There are hundreds upon hundreds of different games that release each year and choosing where to make your investment can be daunting as a consumer. So it comes as no surprise that some excellent games get overlooked each console generation. This list seeks to shine the spotlight on 10 excellent games that many consumers haven't heard of.
I am aware that not every game on the list is system exclusive, but that just makes it even more tragic that they have undersold. Get out there and buy some little known games, you could always find a gem of your own. (And if you do, add it to the comments so we can all partake in the gem you found).
NES - Little Samson
Arriving at the end of the lifespan for the NES, Little Samson was a brilliant little platformer. Within the game, the player could choose from 4 playable characters (which at the time of its release was nearly unheard of); a dragon, a mouse, a ‘golem’ (which I always felt looked like a robot), and a human. And these characters were more than mere palette swaps of each other. Each character had unique abilities and characteristics. The mouse had low health, but could climb walls and fit through small passages the other characters could not access. The dragon could fly and shoot fire. Samson could throw bells (what?!) and jump high. And the trusty golem was invulnerable to spikes and had the strongest attack. Beyond these excellent features, the game also looked beautiful. The animations were superb and the graphics are (arguably) the best on the NES. The game was not perfect however, it suffered from being just another platformer on a system with more than enough running and jumping to go around. It is a shame really, since the game might be the best platformer this side of Mario 3.
SNES - Sunset Riders
I am a sucker for a good cowboy story. I love the 6-shooters, the standoffs, the horses, the devil-may-care attitudes, and the saloons. Everything about the ol’ west fascinates me. So it should come as little surprise that the arcade cabinet for Sunset Riders at my local arcade set my heart ablaze with passion. The characters were vibrant and the enemies plentiful and it was all set in ‘Contra-Style’ gameplay with a Wild West theme.

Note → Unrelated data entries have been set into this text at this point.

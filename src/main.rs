#[tokio::main]
async fn main() {
    callin_lib::logger::init();
    if let Err(e) = callin_lib::run().await {
        log::error!("callin stopped: {e:#}");
        eprintln!("callin: {e:#}");
        std::process::exit(1);
    }
}
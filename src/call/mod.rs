pub mod controller;
pub mod machine;
pub mod state;

pub use controller::{CallController, CallDeps, CallHandle, ControlEvent};
pub use machine::CallStateMachine;
pub use state::{CallSnapshot, CallState};

use crate::peer::transport::TransportConfig;
use std::time::Duration;

/// Параметры одного экземпляра звонилки
#[derive(Debug, Clone)]
pub struct CallOptions {
    pub transport: TransportConfig,
    /// Сколько ждать разрешения на микрофон
    pub media_timeout: Duration,
    /// Отвечать ли `end-call` с причиной "busy" на offer во время звонка
    pub reply_busy: bool,
    /// Период повторной регистрации; `None` выключает heartbeat
    pub heartbeat: Option<Duration>,
}

impl Default for CallOptions {
    fn default() -> Self {
        Self {
            transport: TransportConfig::default(),
            media_timeout: Duration::from_secs(10),
            reply_busy: false,
            heartbeat: Some(Duration::from_secs(25)),
        }
    }
}
use crate::call::machine::CallStateMachine;
use crate::call::state::CallState;
use crate::peer::types::{IceCandidate, SdpKind, SessionDescription};
use crate::relay::channel::RelayChannel;
use crate::relay::types::{RelayMessage, BUSY_REASON};
use log::{debug, info, warn};
use std::sync::Arc;

/// Входящий кадр relay, который касается звонка
#[derive(Debug, Clone, PartialEq, Eq)]
pub enum InboundSignal {
    Offer {
        from: String,
        offer: SessionDescription,
    },
    Answer {
        from: String,
        answer: SessionDescription,
    },
    Candidate {
        from: Option<String>,
        candidate: IceCandidate,
    },
    EndCall {
        from: Option<String>,
        reason: Option<String>,
    },
}

/// Разбирает кадры relay и раздаёт их машине состояний
pub struct SignalingRouter {
    local_identity: String,
    relay: Arc<dyn RelayChannel>,
    reply_busy: bool,
}

impl SignalingRouter {
    pub fn new(local_identity: impl Into<String>, relay: Arc<dyn RelayChannel>, reply_busy: bool) -> Self {
        Self {
            local_identity: local_identity.into(),
            relay,
            reply_busy,
        }
    }

    /// Нераспознанные кадры логируются и отбрасываются
    pub fn classify(&self, text: &str) -> Option<InboundSignal> {
        let message = match RelayMessage::decode(text) {
            Ok(message) => message,
            Err(e) => {
                warn!("Dropping unrecognized relay frame: {e}");
                return None;
            }
        };
        debug!("relay -> {}", message.event_name());

        match message {
            RelayMessage::Register(payload) => {
                debug!("Ignoring inbound register for {}", payload.identity);
                None
            }
            RelayMessage::Offer(payload) if payload.offer.kind != SdpKind::Offer => {
                warn!("Offer from {} carries a non-offer description", payload.from);
                None
            }
            RelayMessage::Offer(payload) => Some(InboundSignal::Offer {
                from: payload.from,
                offer: payload.offer,
            }),
            RelayMessage::Answer(payload) if payload.answer.kind != SdpKind::Answer => {
                warn!("Answer from {} carries a non-answer description", payload.from);
                None
            }
            RelayMessage::Answer(payload) => Some(InboundSignal::Answer {
                from: payload.from,
                answer: payload.answer,
            }),
            RelayMessage::IceCandidate(payload) => Some(InboundSignal::Candidate {
                from: payload.from,
                candidate: payload.candidate,
            }),
            RelayMessage::EndCall(payload) => Some(InboundSignal::EndCall {
                from: payload.from,
                reason: payload.reason,
            }),
        }
    }

    pub async fn dispatch(&self, signal: InboundSignal, machine: &mut CallStateMachine) {
        match signal {
            InboundSignal::Offer { from, offer } => {
                if from == self.local_identity {
                    debug!("Dropping self-originated offer");
                    return;
                }
                let state = machine.state();
                if state != CallState::Idle {
                    // повторная доставка offer от текущего собеседника не означает занятость
                    if machine.remote_identity() == Some(from.as_str()) {
                        debug!("Duplicate offer from {from} ignored");
                        return;
                    }
                    info!("Busy ({state}), dropping offer from {from}");
                    if self.reply_busy {
                        self.send_busy(&from).await;
                    }
                    return;
                }
                machine.on_offer(&from, offer);
            }
            InboundSignal::Answer { from, answer } => {
                if machine.state() != CallState::Connecting {
                    debug!("Ignoring answer from {from} while {}", machine.state());
                    return;
                }
                machine.on_answer(&from, answer).await;
            }
            InboundSignal::Candidate { from, candidate } => {
                machine.on_remote_candidate(from.as_deref(), candidate).await;
            }
            InboundSignal::EndCall { from, reason } => {
                machine.on_remote_end(from.as_deref(), reason.as_deref()).await;
            }
        }
    }

    pub async fn route(&self, text: &str, machine: &mut CallStateMachine) {
        if let Some(signal) = self.classify(text) {
            self.dispatch(signal, machine).await;
        }
    }

    async fn send_busy(&self, to: &str) {
        let message = RelayMessage::end_call(&self.local_identity, to, Some(BUSY_REASON));
        if let Err(e) = self.relay.send(message).await {
            warn!("Failed to send busy reply to {to}: {e}");
        }
    }
}
#[tokio::test(start_paused = true)]
async fn calling_yourself_is_refused() {
    let hub = LocalRelayHub::new();
    let alice = phone(&hub, "alice");
    registered(&hub, "alice").await;

    assert_eq!(
        alice.handle.start_call("alice").await,
        Err(CallError::InvalidTarget("alice".into()))
    );
    assert_eq!(alice.handle.state(), CallState::Idle);
}

#[tokio::test(start_paused = true)]
async fn remote_hang_up_while_ringing() {
    let hub = LocalRelayHub::new();
    let bob = phone(&hub, "bob");
    registered(&hub, "bob").await;

    hub.deliver("bob", &offer_from("alice", "bob"));
    bob.handle.wait_for(|s| s.state == CallState::Incoming).await.unwrap();

    hub.deliver("bob", &RelayMessage::end_call("alice", "bob", None));
    bob.handle.wait_for(|s| s.state == CallState::Ended).await.unwrap();
    assert!(hub.published_to("alice").is_empty());
}

#[tokio::test(start_paused = true)]
async fn empty_end_call_still_ends_the_call() {
    let hub = LocalRelayHub::new();
    let alice = phone(&hub, "alice");
    registered(&hub, "alice").await;

    alice.handle.start_call("bob").await.unwrap();
    hub.deliver_raw("alice", r#"{"event":"end-call","data":{}}"#);
    alice.handle.wait_for(|s| s.state == CallState::Ended).await.unwrap();
    assert_eq!(alice.mic.live_tracks(), 0);
}

#[tokio::test(start_paused = true)]
async fn busy_reply_from_callee_ends_outgoing_call() {
    let hub = LocalRelayHub::new();
    let alice = phone(&hub, "alice");
    registered(&hub, "alice").await;

    alice.handle.start_call("bob").await.unwrap();
    hub.deliver("alice", &RelayMessage::end_call("bob", "alice", Some(BUSY_REASON)));
    let ended = alice
        .handle
        .wait_for(|s| s.state == CallState::Ended)
        .await
        .unwrap();
    assert_eq!(ended.last_error.as_deref(), Some("bob is busy"));
}
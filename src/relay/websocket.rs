use crate::error::RelayError;
use crate::relay::channel::{RelayChannel, RelayEvent};
use crate::relay::types::RelayMessage;
use async_trait::async_trait;
use futures_util::{SinkExt, StreamExt};
use log::{debug, info, warn};
use std::future::Future;
use std::time::Duration;
use tokio::sync::{mpsc, oneshot, watch};
use tokio::task::JoinHandle;
use tokio::time::sleep;
use tokio_tungstenite::{connect_async, tungstenite::Message};

/// Кадр и подтверждение его записи в сокет
type Outbound = (String, oneshot::Sender<Result<(), RelayError>>);

/// Клиент relay поверх WebSocket с автоматическим переподключением
pub struct WebSocketRelay {
    outbound: mpsc::UnboundedSender<Outbound>,
    connected: watch::Receiver<bool>,
    task: JoinHandle<()>,
}

impl WebSocketRelay {
    /// Запускает фоновое подключение. События (подключение, кадры) идут в возвращаемый приёмник.
    pub fn connect(
        url: impl Into<String>,
        reconnect_delay: Duration,
    ) -> (Self, mpsc::UnboundedReceiver<RelayEvent>) {
        let url = url.into();
        let (out_tx, out_rx) = mpsc::unbounded_channel();
        let (events_tx, events_rx) = mpsc::unbounded_channel();
        let (connected_tx, connected_rx) = watch::channel(false);

        let task = tokio::spawn(drive(url, reconnect_delay, out_rx, events_tx, connected_tx));

        (
            Self {
                outbound: out_tx,
                connected: connected_rx,
                task,
            },
            events_rx,
        )
    }

    pub fn is_connected(&self) -> bool {
        *self.connected.borrow()
    }
}

impl Drop for WebSocketRelay {
    fn drop(&mut self) {
        self.task.abort();
    }
}

#[async_trait]
impl RelayChannel for WebSocketRelay {
    /// `Ok` только после записи кадра в сокет
    async fn send(&self, message: RelayMessage) -> Result<(), RelayError> {
        if !self.is_connected() {
            return Err(RelayError::NotConnected);
        }
        let text = message.encode()?;
        debug!("relay <- {}", message.event_name());

        let (ack, written) = oneshot::channel();
        self.outbound
            .send((text, ack))
            .map_err(|_| RelayError::Closed)?;
        written.await.map_err(|_| RelayError::Closed)?
    }
}

/// Ждёт `fut`, отвечая `NotConnected` на все кадры, пришедшие тем временем.
/// `None`, если отправителей больше нет.
async fn wait_rejecting<F: Future>(
    fut: F,
    out_rx: &mut mpsc::UnboundedReceiver<Outbound>,
) -> Option<F::Output> {
    tokio::pin!(fut);
    loop {
        tokio::select! {
            output = &mut fut => return Some(output),
            frame = out_rx.recv() => match frame {
                Some((_, ack)) => {
                    let _ = ack.send(Err(RelayError::NotConnected));
                }
                None => return None,
            },
        }
    }
}

/// Отвечает `NotConnected` на всё, что осталось в очереди
fn reject_pending(out_rx: &mut mpsc::UnboundedReceiver<Outbound>) -> usize {
    let mut rejected = 0;
    while let Ok((_, ack)) = out_rx.try_recv() {
        let _ = ack.send(Err(RelayError::NotConnected));
        rejected += 1;
    }
    rejected
}

async fn drive(
    url: String,
    reconnect_delay: Duration,
    mut out_rx: mpsc::UnboundedReceiver<Outbound>,
    events: mpsc::UnboundedSender<RelayEvent>,
    connected: watch::Sender<bool>,
) {
    loop {
        let Some(attempt) = wait_rejecting(connect_async(url.as_str()), &mut out_rx).await else {
            return;
        };

        match attempt {
            Ok((ws_stream, _)) => {
                info!("Relay websocket connected: {url}");
                let (mut ws_write, mut ws_read) = ws_stream.split();

                let stale = reject_pending(&mut out_rx);
                if stale > 0 {
                    warn!("Rejected {stale} relay frames queued before connect");
                }

                let _ = connected.send(true);
                if events.send(RelayEvent::Connected).is_err() {
                    return;
                }

                loop {
                    tokio::select! {
                        outgoing = out_rx.recv() => match outgoing {
                            Some((text, ack)) => {
                                match ws_write.send(Message::Text(text.into())).await {
                                    Ok(()) => {
                                        let _ = ack.send(Ok(()));
                                    }
                                    Err(e) => {
                                        warn!("Relay websocket write failed: {e}");
                                        let _ = ack.send(Err(RelayError::NotConnected));
                                        break;
                                    }
                                }
                            }
                            None => {
                                let _ = ws_write.close().await;
                                let _ = connected.send(false);
                                return;
                            }
                        },
                        incoming = ws_read.next() => match incoming {
                            Some(Ok(Message::Text(text))) => {
                                if events.send(RelayEvent::Message(text.as_str().to_owned())).is_err() {
                                    return;
                                }
                            }
                            Some(Ok(Message::Close(frame))) => {
                                info!("Relay websocket closed by server: {frame:?}");
                                break;
                            }
                            Some(Ok(_)) => {}
                            Some(Err(e)) => {
                                warn!("Relay websocket read failed: {e}");
                                break;
                            }
                            None => break,
                        },
                    }
                }

                let _ = connected.send(false);
                let lost = reject_pending(&mut out_rx);
                if lost > 0 {
                    warn!("Relay connection lost with {lost} frames unsent");
                }
                if events.send(RelayEvent::Disconnected).is_err() {
                    return;
                }
            }
            Err(e) => warn!("Relay websocket connect to {url} failed: {e}"),
        }

        if events.is_closed() {
            return;
        }
        debug!("Reconnecting to relay in {} ms", reconnect_delay.as_millis());
        if wait_rejecting(sleep(reconnect_delay), &mut out_rx).await.is_none() {
            return;
        }
    }
}
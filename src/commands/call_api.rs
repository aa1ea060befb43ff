use crate::call::controller::CallHandle;
use crate::call::state::CallSnapshot;
use crate::commands::{UserCommand, HELP};
use crate::error::CallError;
use crate::utils::format_duration;
use log::info;

/// Что делать консоли после команды
#[derive(Debug, Clone, PartialEq, Eq)]
pub enum Outcome {
    Continue(Option<String>),
    Quit,
}

/// Выполняет одну команду пользователя над контроллером
pub async fn execute(handle: &CallHandle, command: UserCommand) -> Result<Outcome, CallError> {
    info!("execute {command:?}");
    match command {
        UserCommand::Call(remote) => handle.start_call(remote).await?,
        UserCommand::Accept => handle.accept_call().await?,
        UserCommand::Reject => handle.reject_call().await?,
        UserCommand::End => handle.end_call().await?,
        UserCommand::Dismiss => handle.dismiss().await?,
        UserCommand::Status => {
            return Ok(Outcome::Continue(Some(describe(&handle.snapshot()))));
        }
        UserCommand::Help => return Ok(Outcome::Continue(Some(HELP.to_owned()))),
        UserCommand::Quit => {
            handle.shutdown().await;
            return Ok(Outcome::Quit);
        }
    }
    Ok(Outcome::Continue(None))
}

/// Одна строка для консоли
pub fn describe(snapshot: &CallSnapshot) -> String {
    let mut line = snapshot.state.to_string();
    if let Some(remote) = &snapshot.remote {
        line.push_str(&format!(" with {remote}"));
    }
    if snapshot.state == crate::call::state::CallState::Connected {
        line.push_str(&format!(" [{}]", format_duration(snapshot.duration_secs)));
    }
    if let Some(err) = &snapshot.last_error {
        line.push_str(&format!(" ({err})"));
    }
    line
}
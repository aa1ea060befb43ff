#![allow(dead_code)]

use async_trait::async_trait;
use callin_lib::call::{CallController, CallDeps, CallHandle, CallOptions};
use callin_lib::error::CallError;
use callin_lib::peer::{
    IceCandidate, LocalAudioTrack, MediaCapture, PeerTransport, SdpKind, SessionDescription,
    TransportConfig, TransportEvent, TransportEventSink, TransportFactory,
};
use callin_lib::relay::LocalRelayHub;
use std::sync::atomic::{AtomicBool, AtomicUsize, Ordering};
use std::sync::{Arc, Mutex};
use std::time::Duration;

#[derive(Debug, Clone, PartialEq, Eq)]
pub enum Op {
    CreateOffer,
    CreateAnswer,
    SetLocal(SdpKind),
    SetRemote(SdpKind),
    AddCandidate(String),
    AddTrack(String),
    Close,
}

#[derive(Default)]
pub struct FakeTransport {
    ops: Mutex<Vec<Op>>,
    fail_offer: AtomicBool,
}

impl FakeTransport {
    fn record(&self, op: Op) {
        self.ops.lock().unwrap().push(op);
    }

    pub fn ops(&self) -> Vec<Op> {
        self.ops.lock().unwrap().clone()
    }

    pub fn applied_candidates(&self) -> Vec<String> {
        self.ops()
            .into_iter()
            .filter_map(|op| match op {
                Op::AddCandidate(c) => Some(c),
                _ => None,
            })
            .collect()
    }

    pub fn count(&self, op: &Op) -> usize {
        self.ops().iter().filter(|o| *o == op).count()
    }

    pub fn close_count(&self) -> usize {
        self.count(&Op::Close)
    }
}

#[async_trait]
impl PeerTransport for FakeTransport {
    async fn create_offer(&self) -> Result<SessionDescription, CallError> {
        self.record(Op::CreateOffer);
        if self.fail_offer.load(Ordering::SeqCst) {
            return Err(CallError::NegotiationFailure("offer refused".into()));
        }
        Ok(SessionDescription::offer("v=0 fake-offer"))
    }

    async fn create_answer(&self) -> Result<SessionDescription, CallError> {
        self.record(Op::CreateAnswer);
        Ok(SessionDescription::answer("v=0 fake-answer"))
    }

    async fn set_local_description(&self, desc: SessionDescription) -> Result<(), CallError> {
        self.record(Op::SetLocal(desc.kind));
        Ok(())
    }

    async fn set_remote_description(&self, desc: SessionDescription) -> Result<(), CallError> {
        self.record(Op::SetRemote(desc.kind));
        Ok(())
    }

    async fn add_ice_candidate(&self, candidate: IceCandidate) -> Result<(), CallError> {
        self.record(Op::AddCandidate(candidate.candidate));
        Ok(())
    }

    async fn add_track(&self, track: Arc<LocalAudioTrack>) -> Result<(), CallError> {
        self.record(Op::AddTrack(track.id().to_owned()));
        Ok(())
    }

    async fn close(&self) -> Result<(), CallError> {
        self.record(Op::Close);
        Ok(())
    }
}

/// Записывает созданные транспорты и их подписки
#[derive(Default)]
pub struct FakeTransportFactory {
    created: Mutex<Vec<Arc<FakeTransport>>>,
    sinks: Mutex<Vec<TransportEventSink>>,
    pub fail_offer: AtomicBool,
}

impl FakeTransportFactory {
    pub fn created(&self) -> usize {
        self.created.lock().unwrap().len()
    }

    pub fn transport(&self, index: usize) -> Arc<FakeTransport> {
        self.created.lock().unwrap()[index].clone()
    }

    pub fn last(&self) -> Arc<FakeTransport> {
        self.created
            .lock()
            .unwrap()
            .last()
            .cloned()
            .expect("no transport created")
    }

    /// Событие от транспорта с номером `index`
    pub fn emit_on(&self, index: usize, event: TransportEvent) {
        let sink = self.sinks.lock().unwrap()[index].clone();
        sink(event);
    }

    pub fn emit(&self, event: TransportEvent) {
        let sink = self
            .sinks
            .lock()
            .unwrap()
            .last()
            .cloned()
            .expect("no transport created");
        sink(event);
    }
}

#[async_trait]
impl TransportFactory for FakeTransportFactory {
    async fn create(
        &self,
        _config: &TransportConfig,
        events: TransportEventSink,
    ) -> Result<Arc<dyn PeerTransport>, CallError> {
        let transport = Arc::new(FakeTransport::default());
        transport
            .fail_offer
            .store(self.fail_offer.load(Ordering::SeqCst), Ordering::SeqCst);
        self.created.lock().unwrap().push(transport.clone());
        self.sinks.lock().unwrap().push(events);
        let handle: Arc<dyn PeerTransport> = transport;
        Ok(handle)
    }
}

/// Микрофон, которым управляет тест
#[derive(Default)]
pub struct FakeMicrophone {
    pub deny: AtomicBool,
    pub never_answer: AtomicBool,
    acquired: Mutex<Vec<Arc<LocalAudioTrack>>>,
    counter: AtomicUsize,
}

impl FakeMicrophone {
    pub fn acquisitions(&self) -> usize {
        self.acquired.lock().unwrap().len()
    }

    pub fn live_tracks(&self) -> usize {
        self.acquired
            .lock()
            .unwrap()
            .iter()
            .filter(|t| t.is_live())
            .count()
    }
}

#[async_trait]
impl MediaCapture for FakeMicrophone {
    async fn acquire_audio(&self) -> Result<Vec<Arc<LocalAudioTrack>>, CallError> {
        if self.never_answer.load(Ordering::SeqCst) {
            std::future::pending::<()>().await;
        }
        if self.deny.load(Ordering::SeqCst) {
            return Err(CallError::ResourceUnavailable("microphone denied".into()));
        }
        let n = self.counter.fetch_add(1, Ordering::SeqCst);
        let track = Arc::new(LocalAudioTrack::detached(format!("mic-{n}")));
        self.acquired.lock().unwrap().push(track.clone());
        Ok(vec![track])
    }
}

pub struct Phone {
    pub handle: CallHandle,
    pub transports: Arc<FakeTransportFactory>,
    pub mic: Arc<FakeMicrophone>,
}

pub fn options() -> CallOptions {
    CallOptions {
        heartbeat: None,
        ..CallOptions::default()
    }
}

pub fn phone(hub: &LocalRelayHub, identity: &str) -> Phone {
    phone_with(hub, identity, options())
}

pub fn phone_with(hub: &LocalRelayHub, identity: &str, options: CallOptions) -> Phone {
    let (client, events) = hub.connect();
    let transports = Arc::new(FakeTransportFactory::default());
    let mic = Arc::new(FakeMicrophone::default());
    let handle = CallController::spawn(
        CallDeps {
            identity: identity.to_owned(),
            relay: client,
            media: mic.clone(),
            transports: transports.clone(),
            options,
        },
        events,
    );
    Phone {
        handle,
        transports,
        mic,
    }
}

/// Даёт всем задачам отработать (время на паузе продвигается само)
pub async fn settle() {
    tokio::time::sleep(Duration::from_millis(20)).await;
}

pub async fn eventually(mut condition: impl FnMut() -> bool) {
    for _ in 0..200 {
        if condition() {
            return;
        }
        tokio::time::sleep(Duration::from_millis(5)).await;
    }
    panic!("condition was not reached");
}

pub async fn registered(hub: &LocalRelayHub, identity: &str) {
    eventually(|| hub.is_registered(identity)).await;
}
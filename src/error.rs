use crate::call::state::CallState;
use thiserror::Error;

/// Ошибки звонка, которые видит вызывающий команду код
#[derive(Debug, Error, Clone, PartialEq, Eq)]
pub enum CallError {
    /// Микрофон недоступен или доступ запрещён
    #[error("microphone unavailable: {0}")]
    ResourceUnavailable(String),

    #[error("no active call session: {0}")]
    NoActiveSession(String),

    /// Транспорт отверг создание или применение description
    #[error("negotiation failed: {0}")]
    NegotiationFailure(String),

    #[error("transport lost: {0}")]
    TransportLost(String),

    #[error("relay failure: {0}")]
    Relay(#[from] RelayError),

    #[error("command not allowed while {0}")]
    InvalidState(CallState),

    #[error("cannot call own identity {0}")]
    InvalidTarget(String),

    #[error("call controller stopped")]
    ControllerStopped,
}

impl CallError {
    /// Завершает ли ошибка текущую сессию
    pub fn is_terminal(&self) -> bool {
        !matches!(
            self,
            CallError::InvalidState(_) | CallError::InvalidTarget(_) | CallError::ControllerStopped
        )
    }

    pub fn negotiation(err: impl std::fmt::Display) -> Self {
        CallError::NegotiationFailure(err.to_string())
    }
}

/// Ошибки канала до relay
#[derive(Debug, Error, Clone, PartialEq, Eq)]
pub enum RelayError {
    #[error("relay channel is not connected")]
    NotConnected,

    #[error("relay channel closed")]
    Closed,

    #[error("relay frame codec error: {0}")]
    Codec(String),

    #[error("relay connect failed: {0}")]
    Connect(String),
}

impl From<serde_json::Error> for RelayError {
    fn from(err: serde_json::Error) -> Self {
        RelayError::Codec(err.to_string())
    }
}

#[derive(Debug, Error)]
pub enum ConfigError {
    #[error("missing required setting {0}")]
    Missing(&'static str),

    #[error("invalid setting {name}: {reason}")]
    Invalid { name: &'static str, reason: String },
}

What the game boiled down to was the choice between 4 lawmen and hunting down 8 outlaws working your way up to the biggest fish of them all, Sir Richard Rose. However, the character you chose at the games outset often would determine how successful your venture into the world of Sunset Riders would ultimately be. You see, 2 characters (Billy and Steve) shared similar weapons with one another which were basically a single bullet that you aimed toward your enemies, standard shooter faire. However, if you chose either of these characters, it meant you lost the game. The better choice was to choose either Carmano or Bob. This was mostly due to the fact that they started with a SPREAD GUN! There are bosses that are nigh unbeatable if someone is not playing as one of these 2 characters. This is unfortunate because the 2 ‘cowboy’ characters are the 2 characters that suck.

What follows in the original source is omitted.